Aunque muchas de sus obras nos siguen hablando de un pasado remoto, autores como William Shakespeare o Christopher Marlowe nos siguen pareciendo absolutamente modernos, como dijo Baudelaire, no por sus referencias históricas, sino por la sensación de eternidad que transmiten las pasiones del alma que insuflaron a sus personajes, y que hoy aún nos siguen comunicando verdades profundas sobre el mundo y la condición humana. Esta es una lección –precisamente de eso trata esta ópera, de lecciones– que siempre se ha aplicado el dramaturgo Martin Crimp, alumno contemporáneo y aventajado de los maestros isabelinos, quien por tercera vez, tras las experiencias de Into the little hill (2006) y Written on Skin (2012), ha unido esfuerzos con George Benjamin para crear una historia que se perciba actual, y quizá también eterna, a partir de modelos del pasado. Y es que la historia de Eduardo II de la que parte la trama de Lessons in Love and Violence –sobre la dejación de responsabilidades de un gobernante entregado a su propio disfrute, insensible al sufrimiento de su pueblo– sigue siendo un modelo para estos tiempos de desafección hacia la política y de desequilibrios en la fortuna.
Como es lógico, Benjamin y Crimp, con la ayuda de la directora de escena Katie Mitchell –con quien empezaron a trabajar en Written on Skin–, no han querido situar su obra en un pasado reconocible, sino en un presente genérico: las dependencias del rey y de la reina Isabel, en las que discurre la historia, podrían ser las de un apartamento o un hotel; la alta posición económica de los protagonistas se indica a partir de la presencia de obras de arte –cuadros, bustos–, riquezas –la ropa de los personajes, joyas, la corona– e incluso una pecera, pero más que el decorado, lo que de verdad comunica esta ópera es la turbulencia emocional de unos personajes enloquecidos, corrompidos por el poder. El rey aspira a conservarlo para así abandonarse cómodamente al sexo con su amante, mientras que Isabel, la reina, y Mortimer, el ministro caído en desgracia, conspiran para derrocarlo.
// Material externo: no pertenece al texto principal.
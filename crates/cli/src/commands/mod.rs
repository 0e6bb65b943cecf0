//! Subcommand implementations

pub mod health;
pub mod predict;
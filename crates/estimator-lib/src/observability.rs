//! Observability infrastructure for the price estimator
//!
//! Provides:
//! - Prometheus metrics (request traffic and latency, predictions, drift batches)
//! - Structured JSON logging with tracing

use prometheus::{
    register_gauge, register_histogram_vec, register_int_counter, register_int_counter_vec,
    register_int_gauge, register_int_gauge_vec, Gauge, HistogramVec, IntCounter, IntCounterVec,
    IntGauge, IntGaugeVec,
};
use std::sync::OnceLock;
use tracing::{info, warn};

/// Default histogram buckets for request latency (in seconds)
const LATENCY_BUCKETS: &[f64] = &[
    0.0005, 0.001, 0.0025, 0.005, 0.01, 0.025, 0.05, 0.1, 0.25, 0.5, 1.0, 2.5,
];

/// Global metrics instance (registered once)
static GLOBAL_METRICS: OnceLock<ApiMetricsInner> = OnceLock::new();

/// Inner metrics structure that holds the actual Prometheus metrics
struct ApiMetricsInner {
    requests_total: IntCounterVec,
    errors_total: IntCounterVec,
    request_latency_seconds: HistogramVec,
    predictions_total: IntCounterVec,
    model_loaded: IntGaugeVec,
    drift_batch_rows: IntGauge,
    drift_flushes_total: IntCounter,
    drift_publish_failures_total: IntCounter,
    drift_dataset_drift: Gauge,
}

impl ApiMetricsInner {
    fn new() -> Self {
        Self {
            requests_total: register_int_counter_vec!(
                "api_requests_total",
                "Total API requests",
                &["method", "endpoint"]
            )
            .expect("Failed to register api_requests_total"),

            errors_total: register_int_counter_vec!(
                "api_errors_total",
                "Total failed requests",
                &["method", "endpoint", "status_code"]
            )
            .expect("Failed to register api_errors_total"),

            request_latency_seconds: register_histogram_vec!(
                "api_request_latency_seconds",
                "Request latency",
                &["method", "endpoint"],
                LATENCY_BUCKETS.to_vec()
            )
            .expect("Failed to register api_request_latency_seconds"),

            predictions_total: register_int_counter_vec!(
                "predictions_total",
                "Total predictions made",
                &["model", "city"]
            )
            .expect("Failed to register predictions_total"),

            model_loaded: register_int_gauge_vec!(
                "model_loaded",
                "1 if model loaded successfully, 0 otherwise",
                &["model", "city"]
            )
            .expect("Failed to register model_loaded"),

            drift_batch_rows: register_int_gauge!(
                "drift_batch_rows",
                "Number of predictions waiting in the drift batch"
            )
            .expect("Failed to register drift_batch_rows"),

            drift_flushes_total: register_int_counter!(
                "drift_flushes_total",
                "Total number of drift batch flushes"
            )
            .expect("Failed to register drift_flushes_total"),

            drift_publish_failures_total: register_int_counter!(
                "drift_publish_failures_total",
                "Total number of drift reports that could not be published"
            )
            .expect("Failed to register drift_publish_failures_total"),

            drift_dataset_drift: register_gauge!(
                "drift_dataset_drift",
                "1 if the last drift report detected dataset drift, 0 otherwise"
            )
            .expect("Failed to register drift_dataset_drift"),
        }
    }
}

/// API metrics for Prometheus exposition
///
/// This is a lightweight handle to the global metrics instance.
/// Multiple clones share the same underlying metrics.
#[derive(Clone, Debug)]
pub struct ApiMetrics {
    _private: (),
}

impl Default for ApiMetrics {
    fn default() -> Self {
        Self::new()
    }
}

impl ApiMetrics {
    /// Create a new metrics handle (initializes global metrics if needed)
    pub fn new() -> Self {
        GLOBAL_METRICS.get_or_init(ApiMetricsInner::new);
        Self { _private: () }
    }

    fn inner(&self) -> &ApiMetricsInner {
        GLOBAL_METRICS.get_or_init(ApiMetricsInner::new)
    }

    /// Record a served request and its latency
    pub fn observe_request(&self, method: &str, endpoint: &str, duration_secs: f64) {
        self.inner()
            .requests_total
            .with_label_values(&[method, endpoint])
            .inc();
        self.inner()
            .request_latency_seconds
            .with_label_values(&[method, endpoint])
            .observe(duration_secs);
    }

    /// Record a request answered with an error status
    pub fn inc_errors(&self, method: &str, endpoint: &str, status_code: u16) {
        self.inner()
            .errors_total
            .with_label_values(&[method, endpoint, &status_code.to_string()])
            .inc();
    }

    pub fn inc_predictions(&self, model: &str, city: &str) {
        self.inner()
            .predictions_total
            .with_label_values(&[model, city])
            .inc();
    }

    pub fn set_model_loaded(&self, model: &str, city: &str, loaded: bool) {
        self.inner()
            .model_loaded
            .with_label_values(&[model, city])
            .set(i64::from(loaded));
    }

    pub fn set_drift_batch_rows(&self, rows: usize) {
        self.inner().drift_batch_rows.set(rows as i64);
    }

    pub fn inc_drift_flushes(&self) {
        self.inner().drift_flushes_total.inc();
    }

    pub fn inc_drift_publish_failures(&self) {
        self.inner().drift_publish_failures_total.inc();
    }

    pub fn set_dataset_drift(&self, detected: bool) {
        self.inner()
            .drift_dataset_drift
            .set(if detected { 1.0 } else { 0.0 });
    }
}

/// Structured logger for service events
///
/// Provides consistent JSON-formatted logging for predictions,
/// drift reports, and lifecycle events.
#[derive(Clone, Debug)]
pub struct StructuredLogger {
    instance: String,
}

impl StructuredLogger {
    pub fn new(instance: impl Into<String>) -> Self {
        Self {
            instance: instance.into(),
        }
    }

    /// Log a served prediction
    pub fn log_prediction(&self, city: &str, property_type: &str, model: &str, price_per_m2: f64) {
        info!(
            event = "prediction_served",
            instance = %self.instance,
            city = %city,
            property_type = %property_type,
            model = %model,
            prix_m2_estime = price_per_m2,
            "Served price prediction"
        );
    }

    /// Log a generated drift report
    pub fn log_drift_report(
        &self,
        period: &str,
        rows: usize,
        drifted_columns: usize,
        share: f64,
        dataset_drift: bool,
        path: Option<&str>,
    ) {
        if dataset_drift {
            warn!(
                event = "drift_report_generated",
                instance = %self.instance,
                period = %period,
                rows = rows,
                drifted_columns = drifted_columns,
                share = share,
                dataset_drift = true,
                path = ?path,
                "Dataset drift detected"
            );
        } else {
            info!(
                event = "drift_report_generated",
                instance = %self.instance,
                period = %period,
                rows = rows,
                drifted_columns = drifted_columns,
                share = share,
                dataset_drift = false,
                path = ?path,
                "Drift report generated"
            );
        }
    }

    /// Log a report that could not be published
    pub fn log_publish_failure(&self, project_id: &str, error: &str) {
        warn!(
            event = "drift_publish_failed",
            instance = %self.instance,
            project_id = %project_id,
            error = %error,
            "Failed to publish drift report, keeping local copy"
        );
    }

    /// Log service startup
    pub fn log_startup(&self, version: &str, bundles: usize) {
        info!(
            event = "service_started",
            instance = %self.instance,
            version = %version,
            bundles = bundles,
            "Price estimator started"
        );
    }

    /// Log service shutdown
    pub fn log_shutdown(&self, reason: &str) {
        info!(
            event = "service_shutdown",
            instance = %self.instance,
            reason = %reason,
            "Price estimator shutting down"
        );
    }
}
El objetivo que les une es poder coronar al hijo –Eduardo III en la historia real–, un joven asustado que, a fuerza de impactos violentos, incluido el asesinato de su propio padre, deberá aprender que el poder no se conquista ni conserva si antes no se abraza la violencia y se ahoga el deseo sexual.
En el primer contacto con la ópera, Lessons in Love and Violence resulta una pieza exigente: Benjamin es un compositor que ilustra la acción con fuego orquestal y evita recursos como la armonía amable o la repetición, así que al principio el espectador se mantiene a la deriva; Crimp tampoco lo pone fácil, es un escritor que no evita la densidad en los diálogos y la generosidad de ideas. Pero una vez aceptado el lenguaje contemporáneo, la navegación por la obra resulta fácil: al fin y al cabo nos habla de poder, de conspiraciones, de sexo, de un gobernante infame –busquemos todos los paralelismos que queramos con el presente y los hallaremos; eso es la modernidad– que engendra aún más violencia, bajeza moral y corrupción en un nuevo rey que, sospechamos, no será mejor que su precedente. Así, la dramaturgia de Katie Mitchell se sirve de recursos impactantes –muertes sangrientas, escenas de sexo, una disposición equilibrada entre los protagonistas y el coro de figurantes en el que se adivinan ecos de la tragedia griega– que, a partir de la exhibición de atrocidades, completa el triángulo de virtudes de esta ópera: música nueva, palabras eternas y una puesta en escena visceral. Todo en noventa minutos de puro talento.